Parmi ses compagnons certains s’appellent : Jean-Marie Vianney, Marcellin Champagnat, Louis Collin, d’autres comme ses deux amis : François Donnet qui deviendra cardinal-archevêque de Bordeaux et Augustin Dufêtre, évêque de Nevers…
Il en avait fallu du courage à ces jeunes séminaristes. On les retrouve dans une France qui peine à se relever de la révolution particulièrement cruelle à Lyon. Une France à nouveau ruinée par la défaite et les guerres napoléoniennes.
Alors que Querbes se prépare à devenir diacre, en 1815, Napoléon part en exil, son oncle le cardinal Fesch, l’archevêque de Lyon, son évêque, qui de toute manière se tenait dans les salons de la capitale, s’éloigne définitivement de sa ville épiscopale. Là aussi on se retrouve orphelin. Par ailleurs, le clergé demeuré fidèle est profondément divisé entre royalistes, légitimistes et républicains.
Les idées révolutionnaires ont mis à mal la foi chrétienne. L’anticléricalisme est plus que de bon ton, il est militant. C’est le chaos…

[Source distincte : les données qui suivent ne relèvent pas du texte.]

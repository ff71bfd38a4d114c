//! Plan, subscription and user handlers

use std::sync::Arc;

use axum::{
    extract::{Path, Query, State},
    http::StatusCode,
    Json,
};

use super::dto::{
    CreatePlanRequest, ListPlansParams, PlanDto, SubscribeRequest, SubscriptionDto,
    SubscriptionStatsDto,
};
use crate::application::{OutboundDispatcher, SubscriptionService};
use crate::interfaces::http::common::{
    domain_error, ok, ApiError, ApiResponse, ApiResult, ValidatedJson,
};

#[derive(Clone)]
pub struct SubscriptionAppState {
    pub service: Arc<SubscriptionService>,
    pub outbound: OutboundDispatcher,
}

// ── Plans ──────────────────────────────────────────────────────

#[utoipa::path(
    get,
    path = "/api/v1/plans",
    tag = "Plans",
    params(ListPlansParams),
    responses(
        (status = 200, description = "Package plans", body = ApiResponse<Vec<PlanDto>>)
    )
)]
pub async fn list_plans(
    State(state): State<SubscriptionAppState>,
    Query(params): Query<ListPlansParams>,
) -> ApiResult<Vec<PlanDto>> {
    let plans = state
        .service
        .list_plans(params.include_inactive)
        .await
        .map_err(domain_error)?;
    ok(plans.into_iter().map(PlanDto::from).collect())
}

#[utoipa::path(
    post,
    path = "/api/v1/plans",
    tag = "Plans",
    security(("api_key" = [])),
    request_body = CreatePlanRequest,
    responses(
        (status = 201, description = "Plan created", body = ApiResponse<PlanDto>),
        (status = 401, description = "Missing or invalid operator key"),
        (status = 422, description = "Validation error")
    )
)]
pub async fn create_plan(
    State(state): State<SubscriptionAppState>,
    ValidatedJson(request): ValidatedJson<CreatePlanRequest>,
) -> Result<(StatusCode, Json<ApiResponse<PlanDto>>), ApiError> {
    let plan = state
        .service
        .create_plan(request.into())
        .await
        .map_err(domain_error)?;
    Ok((StatusCode::CREATED, Json(ApiResponse::success(plan.into()))))
}

#[utoipa::path(
    post,
    path = "/api/v1/plans/{id}/deactivate",
    tag = "Plans",
    security(("api_key" = [])),
    params(("id" = i32, Path, description = "Plan id")),
    responses(
        (status = 200, description = "Plan closed to new subscriptions", body = ApiResponse<PlanDto>),
        (status = 404, description = "Not found")
    )
)]
pub async fn deactivate_plan(
    State(state): State<SubscriptionAppState>,
    Path(id): Path<i32>,
) -> ApiResult<PlanDto> {
    let plan = state.service.deactivate_plan(id).await.map_err(domain_error)?;
    ok(plan.into())
}

// ── Subscriptions ──────────────────────────────────────────────

#[utoipa::path(
    post,
    path = "/api/v1/subscriptions",
    tag = "Subscriptions",
    request_body = SubscribeRequest,
    responses(
        (status = 201, description = "Subscription created", body = ApiResponse<SubscriptionDto>),
        (status = 404, description = "Plan not found"),
        (status = 409, description = "User already has an active subscription")
    )
)]
pub async fn subscribe(
    State(state): State<SubscriptionAppState>,
    ValidatedJson(request): ValidatedJson<SubscribeRequest>,
) -> Result<(StatusCode, Json<ApiResponse<SubscriptionDto>>), ApiError> {
    let committed = state
        .service
        .subscribe(&request.user_id, request.plan_id)
        .await
        .map_err(domain_error)?;
    let subscription = state.outbound.emit(committed);
    Ok((StatusCode::CREATED, Json(ApiResponse::success(subscription.into()))))
}

#[utoipa::path(
    get,
    path = "/api/v1/subscriptions/{id}",
    tag = "Subscriptions",
    params(("id" = i32, Path, description = "Subscription id")),
    responses(
        (status = 200, description = "Subscription", body = ApiResponse<SubscriptionDto>),
        (status = 404, description = "Not found")
    )
)]
pub async fn get_subscription(
    State(state): State<SubscriptionAppState>,
    Path(id): Path<i32>,
) -> ApiResult<SubscriptionDto> {
    let subscription = state.service.get(id).await.map_err(domain_error)?;
    ok(subscription.into())
}

#[utoipa::path(
    post,
    path = "/api/v1/subscriptions/{id}/cancel",
    tag = "Subscriptions",
    params(("id" = i32, Path, description = "Subscription id")),
    responses(
        (status = 200, description = "Subscription cancelled", body = ApiResponse<SubscriptionDto>),
        (status = 404, description = "Not found"),
        (status = 409, description = "Subscription is not ACTIVE")
    )
)]
pub async fn cancel_subscription(
    State(state): State<SubscriptionAppState>,
    Path(id): Path<i32>,
) -> ApiResult<SubscriptionDto> {
    let committed = state.service.cancel(id).await.map_err(domain_error)?;
    ok(state.outbound.emit(committed).into())
}

// ── Users ──────────────────────────────────────────────────────

#[utoipa::path(
    get,
    path = "/api/v1/users/{user_id}/subscription-stats",
    tag = "Subscriptions",
    params(("user_id" = String, Path, description = "User id")),
    responses(
        (status = 200, description = "Usage of the active subscription", body = ApiResponse<SubscriptionStatsDto>),
        (status = 409, description = "User has no active subscription")
    )
)]
pub async fn subscription_stats(
    State(state): State<SubscriptionAppState>,
    Path(user_id): Path<String>,
) -> ApiResult<SubscriptionStatsDto> {
    let stats = state.service.stats(&user_id).await.map_err(domain_error)?;
    ok(stats.into())
}

#[utoipa::path(
    get,
    path = "/api/v1/users/{user_id}/subscriptions",
    tag = "Subscriptions",
    params(("user_id" = String, Path, description = "User id")),
    responses(
        (status = 200, description = "All subscriptions of the user, newest first", body = ApiResponse<Vec<SubscriptionDto>>)
    )
)]
pub async fn subscription_history(
    State(state): State<SubscriptionAppState>,
    Path(user_id): Path<String>,
) -> ApiResult<Vec<SubscriptionDto>> {
    let history = state.service.history(&user_id).await.map_err(domain_error)?;
    ok(history.into_iter().map(SubscriptionDto::from).collect())
}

Une biographie du père Querbes, celle qu’Antoine Lestra, un lyonnais président de la Société Nationale d’Éducation publie en 1942, un document peu connu ici, trace le portrait de la situation politique plutôt complexe dans laquelle évolue le jeune Querbes, particulièrement à l’époque de son ordination. Pendant son stage pastoral – dirions-nous aujourd’hui – vif est le ton des conversations à la table de Saint-Nizier, pour ne pas dire davantage.
C’est dans ce contexte que se dessinent la vocation et le destin de Querbes, comme celui de ses compagnons de séminaire. S’ils sont les prémices d’une belle moisson dans ce coin de terre française, comme le commente un autre historien de l’époque, il leur faudra se mettre à l’ouvrage, même si un peu comme les pêcheurs rencontrés par Jésus, ils se sentent fragiles et bien démunis.
Querbes sera ordonné prêtre le 17 décembre 1816. Quelques mois plus tôt, le 20 juillet de la même année, la veille de son diaconat, alors qu’il va s’engager plus avant sur la voie du sacerdoce, pour se conformer aux avis de son directeur, il nous révèle ses dispositions intimes.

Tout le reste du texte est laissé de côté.